With little robust legal protection against Big Brother with Big Ears, any entity with muscle and money power can misuse technology to get the dope on the social and economic druthers of all Indians. Pegasus is not a first in India. Previously, the government deployed untrained postal officials or telephone technicians to record conversations using a parallel connection. Later on, cellphone companies were given their license on the covert condition of providing easy access to any number that the administration wished to monitor.

Aaadhar appears to be the villain in the transmission of secret information today. Over one billion Indians have Aadhaar cards that are now linked with even bank accounts. Aadhaar registration agents were found illegally selling data in innumerable cases. Since Aadhaar is compulsory for getting a mobile connection, it automatically provides telcos with an enormous data bank without extra costs.

Phone tapping has been an important weapon of both state and Central governments to keep an eye and an ear on political rivals. It was rampant in the 1970s when Indira Gandhi was the prime minister. She sought real-time information on rising revolt levels in the party and an aggressive Opposition, which eventually led to the imposition of the Emergency.

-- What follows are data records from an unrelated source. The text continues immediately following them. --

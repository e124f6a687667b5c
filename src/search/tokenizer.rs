//! Dictionary-driven word segmentation
//!
//! Wraps jieba-rs. The dictionary is loaded once when the service starts
//! and the resulting [`Segmenter`] is immutable, so it is shared between
//! requests through an `Arc` without locking.

use std::fs::File;
use std::io::{BufRead, BufReader};
use std::path::Path;
use std::sync::Arc;

use jieba_rs::Jieba;

use super::error::SegmenterError;
use crate::core::config::DictionaryConfig;

/// Shortest token, in characters, that survives the noise filter
pub const MIN_TOKEN_CHARS: usize = 2;

/// Word segmenter backed by a jieba dictionary
#[derive(Clone)]
pub struct Segmenter {
    jieba: Arc<Jieba>,
    hmm: bool,
}

impl Segmenter {
    /// Build a segmenter from configuration
    ///
    /// A configured dictionary that cannot be read is fatal: no tokenization
    /// is possible without it.
    pub fn load(config: &DictionaryConfig) -> Result<Self, SegmenterError> {
        let mut jieba = match config.path {
            Some(ref path) => {
                let mut reader = open_dictionary(path)?;
                let jieba = Jieba::with_dict(&mut reader).map_err(|e| {
                    SegmenterError::DictionaryLoad {
                        path: path.clone(),
                        reason: e.to_string(),
                    }
                })?;
                tracing::info!("Segmenter dictionary loaded from {:?}", path);
                jieba
            }
            None => {
                tracing::info!("Segmenter using embedded dictionary");
                Jieba::new()
            }
        };

        for path in &config.user_dictionaries {
            let mut reader = open_dictionary(path)?;
            jieba
                .load_dict(&mut reader)
                .map_err(|e| SegmenterError::DictionaryLoad {
                    path: path.clone(),
                    reason: e.to_string(),
                })?;
            tracing::info!("User dictionary merged from {:?}", path);
        }

        Ok(Self {
            jieba: Arc::new(jieba),
            hmm: config.hmm,
        })
    }

    /// Segmenter over the embedded jieba dictionary
    pub fn with_default_dictionary() -> Self {
        Self {
            jieba: Arc::new(Jieba::new()),
            hmm: false,
        }
    }

    /// Segmenter over a word list read from `reader`, one `word [freq] [tag]`
    /// entry per line
    pub fn from_reader<R: BufRead>(reader: &mut R, hmm: bool) -> Result<Self, SegmenterError> {
        let jieba = Jieba::with_dict(reader).map_err(|e| SegmenterError::DictionaryLoad {
            path: "<reader>".into(),
            reason: e.to_string(),
        })?;
        Ok(Self {
            jieba: Arc::new(jieba),
            hmm,
        })
    }

    /// Split text into index tokens
    ///
    /// Uses search-mode cutting, which also emits the dictionary words
    /// nested inside long words. Tokens are lowercased; noise tokens are
    /// dropped (see [`is_noise`]).
    pub fn segment(&self, text: &str) -> Vec<String> {
        if text.is_empty() {
            return Vec::new();
        }
        self.jieba
            .cut_for_search(text, self.hmm)
            .into_iter()
            .map(|word| word.trim().to_lowercase())
            .filter(|word| !is_noise(word))
            .collect()
    }
}

impl Default for Segmenter {
    fn default() -> Self {
        Self::with_default_dictionary()
    }
}

impl std::fmt::Debug for Segmenter {
    fn fmt(&self, f: &mut std::fmt::Formatter<'_>) -> std::fmt::Result {
        f.debug_struct("Segmenter").field("hmm", &self.hmm).finish()
    }
}

/// Single characters, whitespace and pure punctuation carry no meaning for
/// ranking
pub fn is_noise(token: &str) -> bool {
    token.chars().count() < MIN_TOKEN_CHARS || !token.chars().any(char::is_alphanumeric)
}

fn open_dictionary(path: &Path) -> Result<BufReader<File>, SegmenterError> {
    File::open(path)
        .map(BufReader::new)
        .map_err(|e| SegmenterError::DictionaryLoad {
            path: path.to_path_buf(),
            reason: e.to_string(),
        })
}
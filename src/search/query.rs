//! Query planning
//!
//! Turns free text into a conjunctive FTS5 match expression. Tokens come
//! from untrusted input, so every token is embedded as a quoted FTS5 string
//! and can never be read as an operator, column filter, prefix marker or
//! `NEAR` group.

use std::fmt;
use std::sync::Arc;

use super::tokenizer::Segmenter;

/// Connective between terms; FTS5 keywords are case-sensitive
const AND: &str = " AND ";

/// A validated FTS5 match expression
///
/// Built only through [`MatchExpression::all_of`]; the empty expression is
/// representable so that callers can tell "no terms" apart from "match
/// everything", which FTS5 has no syntax for anyway.
#[derive(Debug, Clone, Default, PartialEq, Eq)]
pub struct MatchExpression {
    rendered: String,
    terms: usize,
}

impl MatchExpression {
    /// Expression requiring every token to match
    pub fn all_of<I, S>(tokens: I) -> Self
    where
        I: IntoIterator<Item = S>,
        S: AsRef<str>,
    {
        let mut rendered = String::new();
        let mut terms = 0;
        for token in tokens {
            let Some(quoted) = quote_term(token.as_ref()) else {
                continue;
            };
            if terms > 0 {
                rendered.push_str(AND);
            }
            rendered.push_str(&quoted);
            terms += 1;
        }
        Self { rendered, terms }
    }

    pub fn is_empty(&self) -> bool {
        self.terms == 0
    }

    /// Number of terms joined into the expression
    pub fn term_count(&self) -> usize {
        self.terms
    }

    /// The expression in FTS5 query syntax
    pub fn as_str(&self) -> &str {
        &self.rendered
    }
}

impl fmt::Display for MatchExpression {
    fn fmt(&self, f: &mut fmt::Formatter<'_>) -> fmt::Result {
        f.write_str(&self.rendered)
    }
}

/// Quote a token as an FTS5 string: control characters removed, embedded
/// double quotes doubled
fn quote_term(token: &str) -> Option<String> {
    let cleaned: String = token.chars().filter(|c| !c.is_control()).collect();
    let cleaned = cleaned.trim();
    if cleaned.is_empty() {
        return None;
    }
    let mut quoted = String::with_capacity(cleaned.len() + 2);
    quoted.push('"');
    for ch in cleaned.chars() {
        if ch == '"' {
            quoted.push('"');
        }
        quoted.push(ch);
    }
    quoted.push('"');
    Some(quoted)
}

/// Outcome of planning one query
#[derive(Debug, Clone, PartialEq)]
pub struct QueryPlan {
    /// Filtered tokens, in query order
    pub tokens: Vec<String>,

    /// Conjunction of all tokens
    pub expression: MatchExpression,
}

impl QueryPlan {
    /// Number of filtered tokens
    pub fn token_count(&self) -> usize {
        self.tokens.len()
    }

    /// A plan without tokens matches nothing
    pub fn is_empty(&self) -> bool {
        self.expression.is_empty()
    }
}

/// Converts raw query text into the index vocabulary
#[derive(Debug, Clone)]
pub struct QueryPlanner {
    segmenter: Arc<Segmenter>,
}

impl QueryPlanner {
    pub fn new(segmenter: Arc<Segmenter>) -> Self {
        Self { segmenter }
    }

    pub fn plan(&self, raw_query: &str) -> QueryPlan {
        let tokens = self.segmenter.segment(raw_query);
        let expression = MatchExpression::all_of(&tokens);
        tracing::debug!(
            query = raw_query,
            tokens = tokens.len(),
            expression = %expression,
            "Planned search query"
        );
        QueryPlan { tokens, expression }
    }
}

Later, Punjab terrorism and LTTE activity in South India provided strong reasons to the government to massively expand surveillance. Terrorism has driven agencies to seek more prying powers. The Centre has given sweeping peeping power to 10 organisations from the Income Tax to Delhi Police.

So have state governments to their own agencies. Though all of them are authorised to tap phones to monitor anti-national activity exclusively, not one follows the rule book. A reason for worry is the large number of private players gathering information about their business or social rivals. During the late 1980s, the government allowed the import of surveillance equipment without prior clearances. Later on, over 4,000 of the importers were found untraceable. The misuse of interception hit the nadir during P V Narasimha Rao’s time as PM. Senior cabinet minister and political adversary Arjun Singh even wrote an official letter accusing the PMO of tapping his phones.

Rao deputed a special technical team to do a sweep of Singh’s residence. During the UPA’s tenure, over 150,000 phones were being watched on regular basis to the extent that one minister reportedly tapped the phone of a rival mantri.

Technology has become the father of dictators and the inquisitor of democracy. A digital demon that has conjured up a technological ecosystem and architecture to provide ammunition to rulers who monitor the people have been created by Silion Valley moghuls like Zuckerberg. They are the most sought-after partners of governments across the earth, humoured, adored and admired wherever they go. The subtext of their travelogue to multi-billionaire stardom is the saga of hapless citizens who have lost their liberty and personal security.